DATA FOR THIS EXERCISE
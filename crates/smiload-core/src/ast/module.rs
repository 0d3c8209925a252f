//! Module header and IMPORTS.

use super::{Definition, Ident};
use crate::lexer::Span;
use alloc::vec::Vec;

/// A parsed module: `Name DEFINITIONS ::= BEGIN [IMPORTS ...;] body END`.
#[derive(Clone, Debug)]
pub struct Module {
    /// Declared module name.
    pub name: Ident,
    /// Header keyword.
    pub definitions_kind: DefinitionsKind,
    /// IMPORTS groups in source order.
    pub imports: Vec<ImportClause>,
    /// Definitions in source order.
    pub body: Vec<Definition>,
    /// From the module name through `END`.
    pub span: Span,
}

impl Module {
    /// An empty module with the given header.
    #[must_use]
    pub fn new(name: Ident, definitions_kind: DefinitionsKind, span: Span) -> Self {
        Self {
            name,
            definitions_kind,
            imports: Vec::new(),
            body: Vec::new(),
            span,
        }
    }

    /// The module `symbol` is imported from.
    #[must_use]
    pub fn import_source(&self, symbol: &str) -> Option<&Ident> {
        self.imports
            .iter()
            .find(|clause| clause.symbols.iter().any(|s| s.name == symbol))
            .map(|clause| &clause.from_module)
    }

    /// Names of the modules imported from, first occurrence order, no
    /// repeats.
    pub fn imported_modules(&self) -> impl Iterator<Item = &str> {
        self.imports
            .iter()
            .enumerate()
            .filter(|(i, clause)| {
                !self.imports[..*i]
                    .iter()
                    .any(|earlier| earlier.from_module.name == clause.from_module.name)
            })
            .map(|(_, clause)| clause.from_module.name.as_str())
    }

    /// Whether the header used `PIB-DEFINITIONS`.
    #[must_use]
    pub fn is_pib(&self) -> bool {
        self.definitions_kind == DefinitionsKind::PibDefinitions
    }
}

/// Header keyword of a module.
#[derive(Clone, Copy, Debug, PartialEq, Eq)]
pub enum DefinitionsKind {
    /// `DEFINITIONS`
    Definitions,
    /// `PIB-DEFINITIONS` (SPPI)
    PibDefinitions,
}

/// `sym, sym FROM Module`.
#[derive(Clone, Debug, PartialEq, Eq)]
pub struct ImportClause {
    /// Imported symbols.
    pub symbols: Vec<Ident>,
    /// Module named after `FROM`.
    pub from_module: Ident,
    /// Source location.
    pub span: Span,
}
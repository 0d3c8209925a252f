//! End-to-end tests: source text through parser and resolver.

use smiload_core::lexer::LineIndex;
use smiload_core::model::{Language, NodeKind, NodeKinds};
use smiload_core::{resolve_module, Module, NoImports, Parser};
use std::collections::{BTreeMap, BTreeSet};

const IF_MIB_EXCERPT: &str = r#"
IF-MIB DEFINITIONS ::= BEGIN

IMPORTS
    MODULE-IDENTITY, OBJECT-TYPE, Counter32, Gauge32, Integer32,
    TimeTicks, mib-2, NOTIFICATION-TYPE      FROM SNMPv2-SMI
    TEXTUAL-CONVENTION, DisplayString,
    PhysAddress, TruthValue, RowStatus       FROM SNMPv2-TC
    MODULE-COMPLIANCE, OBJECT-GROUP,
    NOTIFICATION-GROUP                       FROM SNMPv2-CONF;

ifMIB MODULE-IDENTITY
    LAST-UPDATED "200006140000Z"
    ORGANIZATION "IETF Interfaces MIB Working Group"
    CONTACT-INFO "   Keith McCloghrie"
    DESCRIPTION
            "The MIB module to describe generic objects for network
            interface sub-layers."
    REVISION      "200006140000Z"
    DESCRIPTION
            "Clarifications agreed upon by the Interfaces MIB WG."
    ::= { mib-2 31 }

ifMIBObjects OBJECT IDENTIFIER ::= { ifMIB 1 }

interfaces   OBJECT IDENTIFIER ::= { mib-2 2 }

InterfaceIndex ::= TEXTUAL-CONVENTION
    DISPLAY-HINT "d"
    STATUS       current
    DESCRIPTION
            "A unique value, greater than zero, for each interface."
    SYNTAX       Integer32 (1..2147483647)

ifNumber  OBJECT-TYPE
    SYNTAX      Integer32
    MAX-ACCESS  read-only
    STATUS      current
    DESCRIPTION
            "The number of network interfaces."
    ::= { interfaces 1 }

ifTable OBJECT-TYPE
    SYNTAX      SEQUENCE OF IfEntry
    MAX-ACCESS  not-accessible
    STATUS      current
    DESCRIPTION
            "A list of interface entries."
    ::= { interfaces 2 }

ifEntry OBJECT-TYPE
    SYNTAX      IfEntry
    MAX-ACCESS  not-accessible
    STATUS      current
    DESCRIPTION
            "An entry containing management information."
    INDEX   { ifIndex }
    ::= { ifTable 1 }

IfEntry ::=
    SEQUENCE {
        ifIndex                 InterfaceIndex,
        ifDescr                 DisplayString,
        ifType                  INTEGER,
        ifAdminStatus           INTEGER
    }

ifIndex OBJECT-TYPE
    SYNTAX      InterfaceIndex
    MAX-ACCESS  read-only
    STATUS      current
    DESCRIPTION
            "A unique value, greater than zero, for each interface."
    ::= { ifEntry 1 }

ifDescr OBJECT-TYPE
    SYNTAX      DisplayString (SIZE (0..255))
    MAX-ACCESS  read-only
    STATUS      current
    DESCRIPTION
            "A textual string containing information about the
            interface."
    ::= { ifEntry 2 }

ifType OBJECT-TYPE
    SYNTAX      INTEGER { other(1), ethernetCsmacd(6) }
    MAX-ACCESS  read-only
    STATUS      current
    DESCRIPTION
            "The type of interface."
    ::= { ifEntry 3 }

ifAdminStatus OBJECT-TYPE
    SYNTAX  INTEGER {
                up(1),       -- ready to pass packets
                down(2),
                testing(3)   -- in some test mode
            }
    MAX-ACCESS  read-write
    STATUS      current
    DESCRIPTION
            "The desired state of the interface."
    DEFVAL  { up }
    ::= { ifEntry 7 }

ifXTable        OBJECT-TYPE
    SYNTAX      SEQUENCE OF IfXEntry
    MAX-ACCESS  not-accessible
    STATUS      current
    DESCRIPTION
            "A list of interface entries."
    ::= { ifMIBObjects 1 }

ifXEntry        OBJECT-TYPE
    SYNTAX      IfXEntry
    MAX-ACCESS  not-accessible
    STATUS      current
    DESCRIPTION
            "An entry containing additional management information."
    AUGMENTS    { ifEntry }
    ::= { ifXTable 1 }

IfXEntry ::=
    SEQUENCE {
        ifName                  DisplayString
    }

ifName OBJECT-TYPE
    SYNTAX      DisplayString
    MAX-ACCESS  read-only
    STATUS      current
    DESCRIPTION
            "The textual name of the interface."
    ::= { ifXEntry 1 }

linkDown NOTIFICATION-TYPE
    OBJECTS { ifIndex, ifAdminStatus }
    STATUS  current
    DESCRIPTION
            "A linkDown trap signifies that the SNMP entity has detected
            that the ifOperStatus object is about to enter the down state."
    ::= { snmpTraps 3 }

snmpTraps OBJECT IDENTIFIER ::= { iso org(3) dod(6) internet(1) snmpV2(6) 3 1 1 5 }

ifConformance   OBJECT IDENTIFIER ::= { ifMIB 2 }
ifGroups        OBJECT IDENTIFIER ::= { ifConformance 1 }
ifCompliances   OBJECT IDENTIFIER ::= { ifConformance 2 }

ifGeneralGroup    OBJECT-GROUP
    OBJECTS { ifDescr, ifType, ifAdminStatus, ifName }
    STATUS  current
    DESCRIPTION
            "A collection of objects providing information applicable to
            all network interfaces."
    ::= { ifGroups 10 }

linkUpDownNotificationsGroup  NOTIFICATION-GROUP
    NOTIFICATIONS { linkDown }
    STATUS  current
    DESCRIPTION
            "The notifications which indicate specific changes in the
            value of ifOperStatus."
    ::= { ifGroups 14 }

ifCompliance3 MODULE-COMPLIANCE
    STATUS      current
    DESCRIPTION
            "The compliance statement for SNMP entities which have
            network interfaces."
    MODULE  -- this module
        MANDATORY-GROUPS { ifGeneralGroup, linkUpDownNotificationsGroup }
        OBJECT       ifAdminStatus
        SYNTAX       INTEGER { up(1), down(2) }
        MIN-ACCESS   read-only
        DESCRIPTION
            "Write access is not required."
    ::= { ifCompliances 3 }

END
"#;

const RFC1213_EXCERPT: &str = r#"
RFC1213-MIB DEFINITIONS ::= BEGIN

IMPORTS
        mgmt, NetworkAddress, IpAddress, Counter, Gauge, TimeTicks
            FROM RFC1155-SMI
        OBJECT-TYPE
            FROM RFC-1212
        TRAP-TYPE
            FROM RFC-1215;

mib-2      OBJECT IDENTIFIER ::= { mgmt 1 }

DisplayString ::= OCTET STRING

system       OBJECT IDENTIFIER ::= { mib-2 1 }
snmp         OBJECT IDENTIFIER ::= { mib-2 11 }

sysDescr OBJECT-TYPE
    SYNTAX  DisplayString (SIZE (0..255))
    ACCESS  read-only
    STATUS  mandatory
    DESCRIPTION
            "A textual description of the entity."
    ::= { system 1 }

coldStart TRAP-TYPE
    ENTERPRISE  snmp
    DESCRIPTION
            "A coldStart trap signifies that the sending protocol entity
            is reinitializing itself."
    ::= 0

END
"#;

fn load(source: &str) -> Module {
    let parsed = Parser::new(source.as_bytes()).parse();
    assert!(
        !parsed.has_errors(),
        "unexpected diagnostics: {:?}",
        parsed.diagnostics
    );
    assert_eq!(parsed.modules.len(), 1);
    resolve_module(&parsed.modules[0], &NoImports)
}

#[test]
fn test_if_mib_directory() {
    let module = load(IF_MIB_EXCERPT);
    assert_eq!(module.name(), "IF-MIB");
    assert_eq!(module.language(), Language::Smiv2);
    assert!(module.unresolved().is_empty(), "{:?}", module.unresolved());

    let dir = module.oid_directory();
    let expected: BTreeMap<&str, &str> = [
        ("ifMIB", "1.3.6.1.2.1.31"),
        ("ifMIBObjects", "1.3.6.1.2.1.31.1"),
        ("interfaces", "1.3.6.1.2.1.2"),
        ("ifNumber", "1.3.6.1.2.1.2.1"),
        ("ifTable", "1.3.6.1.2.1.2.2"),
        ("ifEntry", "1.3.6.1.2.1.2.2.1"),
        ("ifIndex", "1.3.6.1.2.1.2.2.1.1"),
        ("ifDescr", "1.3.6.1.2.1.2.2.1.2"),
        ("ifType", "1.3.6.1.2.1.2.2.1.3"),
        ("ifAdminStatus", "1.3.6.1.2.1.2.2.1.7"),
        ("ifXTable", "1.3.6.1.2.1.31.1.1"),
        ("ifXEntry", "1.3.6.1.2.1.31.1.1.1"),
        ("ifName", "1.3.6.1.2.1.31.1.1.1.1"),
        ("linkDown", "1.3.6.1.6.3.1.1.5.3"),
        ("snmpTraps", "1.3.6.1.6.3.1.1.5"),
        ("ifConformance", "1.3.6.1.2.1.31.2"),
        ("ifGroups", "1.3.6.1.2.1.31.2.1"),
        ("ifCompliances", "1.3.6.1.2.1.31.2.2"),
    ]
    .into_iter()
    .collect();
    let actual: BTreeMap<&str, &str> = dir.iter().collect();
    assert_eq!(actual, expected);
}

#[test]
fn test_if_mib_kinds() {
    let module = load(IF_MIB_EXCERPT);
    let kind = |name: &str| module.node(name).map(|n| n.kind);

    assert_eq!(kind("ifMIB"), Some(NodeKind::Node));
    assert_eq!(kind("ifNumber"), Some(NodeKind::Scalar));
    assert_eq!(kind("ifTable"), Some(NodeKind::Table));
    assert_eq!(kind("ifEntry"), Some(NodeKind::Row));
    assert_eq!(kind("ifXEntry"), Some(NodeKind::Row));
    assert_eq!(kind("ifIndex"), Some(NodeKind::Column));
    assert_eq!(kind("ifName"), Some(NodeKind::Column));
    assert_eq!(kind("linkDown"), Some(NodeKind::Notification));
    assert_eq!(kind("ifGeneralGroup"), Some(NodeKind::Group));
    assert_eq!(kind("ifCompliance3"), Some(NodeKind::Compliance));
    assert_eq!(kind("InterfaceIndex"), None);
    assert_eq!(kind("IfEntry"), None);

    let conformance: BTreeSet<&str> = module
        .nodes_of(NodeKinds::GROUP | NodeKinds::COMPLIANCE)
        .map(|n| n.name.as_str())
        .collect();
    assert_eq!(
        conformance,
        BTreeSet::from([
            "ifGeneralGroup",
            "linkUpDownNotificationsGroup",
            "ifCompliance3"
        ])
    );
}

#[test]
fn test_smiv1_module_with_trap() {
    let module = load(RFC1213_EXCERPT);
    assert_eq!(module.language(), Language::Smiv1);

    let dir = module.oid_directory();
    assert_eq!(dir.get("mib-2"), Some("1.3.6.1.2.1"));
    assert_eq!(dir.get("sysDescr"), Some("1.3.6.1.2.1.1.1"));
    assert_eq!(dir.get("coldStart"), Some("1.3.6.1.2.1.11.0.0"));
    assert!(!dir.contains("DisplayString"));
    assert_eq!(
        module.node("coldStart").map(|n| n.kind),
        Some(NodeKind::Notification)
    );
}

#[test]
fn test_import_from_resolved_module() {
    let rfc1213 = load(RFC1213_EXCERPT);
    let registry = BTreeMap::from([(rfc1213.name().to_string(), rfc1213)]);

    let parsed = Parser::new(
        b"HOST-MIB DEFINITIONS ::= BEGIN
          IMPORTS system FROM RFC1213-MIB;
          hostThing OBJECT IDENTIFIER ::= { system 99 }
          END",
    )
    .parse();
    let module = resolve_module(&parsed.modules[0], &registry);
    assert_eq!(
        module.oid_directory().get("hostThing"),
        Some("1.3.6.1.2.1.1.99")
    );
}

#[test]
fn test_syntax_error_position() {
    let source = "BROKEN-MIB DEFINITIONS ::= BEGIN\n  x OBJECT IDENTIFIER ::= { iso ; }\nEND\n";
    let parsed = Parser::new(source.as_bytes()).parse();
    let error = parsed.first_error().expect("syntax error expected");
    let (line, _col) = LineIndex::new(source.as_bytes()).line_col(error.span.start);
    assert_eq!(line, 2);
}

#[test]
fn test_redefined_name_resolves_to_last() {
    let module = load(
        "DUP-MIB DEFINITIONS ::= BEGIN
         x OBJECT IDENTIFIER ::= { iso 1 }
         y OBJECT IDENTIFIER ::= { iso 5 }
         x OBJECT IDENTIFIER ::= { iso 2 }
         END",
    );
    let node = module.node("x").unwrap();
    assert_eq!(node.oid.to_string(), "1.2");
    assert_eq!(module.oid_directory().get("x"), Some("1.2"));
    assert_eq!(module.oid_directory().len(), 2);
}

#[cfg(feature = "tracing")]
mod traced {
    use super::*;
    use smiload_core::resolver::resolve_module_traced;
    use smiload_core::resolver::tracing::{TraceEvent, TraceLevel, Tracer};

    #[derive(Default)]
    struct Collect {
        unresolved: Vec<String>,
        phases: usize,
    }

    impl Tracer for Collect {
        fn level(&self) -> TraceLevel {
            TraceLevel::Trace
        }

        fn trace(&mut self, _level: TraceLevel, event: TraceEvent<'_>) {
            match event {
                TraceEvent::OidUnresolved { def_name, .. } => {
                    self.unresolved.push(def_name.to_string());
                }
                TraceEvent::PhaseEnd { .. } => self.phases += 1,
                _ => {}
            }
        }
    }

    #[test]
    fn test_tracer_sees_unresolved() {
        let parsed = Parser::new(
            b"T-MIB DEFINITIONS ::= BEGIN
              lost OBJECT IDENTIFIER ::= { nowhere 1 }
              END",
        )
        .parse();
        let mut tracer = Collect::default();
        let module = resolve_module_traced(&parsed.modules[0], &NoImports, &mut tracer);
        assert!(module.nodes().is_empty());
        assert_eq!(tracer.unresolved, ["lost"]);
        assert_eq!(tracer.phases, 3);
    }
}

WORK TASK
Quote the records from their first line to the line with "s.name == symbol))", inclusive, without adding or dropping anything.

ANSWER SPACE
filename crates/smiload-core/src/ast/module.rs
repository 0d3c8209925a252f
//! Module header and IMPORTS.

use super::{Definition, Ident};
use crate::lexer::Span;
use alloc::vec::Vec;

/// A parsed module: `Name DEFINITIONS ::= BEGIN [IMPORTS ...;] body END`.
#[derive(Clone, Debug)]
pub struct Module {
    /// Declared module name.
    pub name: Ident,
    /// Header keyword.
    pub definitions_kind: DefinitionsKind,
    /// IMPORTS groups in source order.
    pub imports: Vec<ImportClause>,
    /// Definitions in source order.
    pub body: Vec<Definition>,
    /// From the module name through `END`.
    pub span: Span,
}

impl Module {
    /// An empty module with the given header.
    #[must_use]
    pub fn new(name: Ident, definitions_kind: DefinitionsKind, span: Span) -> Self {
        Self {
            name,
            definitions_kind,
            imports: Vec::new(),
            body: Vec::new(),
            span,
        }
    }

    /// The module `symbol` is imported from.
    #[must_use]
    pub fn import_source(&self, symbol: &str) -> Option<&Ident> {
        self.imports
            .iter()
            .find(|clause| clause.symbols.iter().any(|s| s.name == symbol))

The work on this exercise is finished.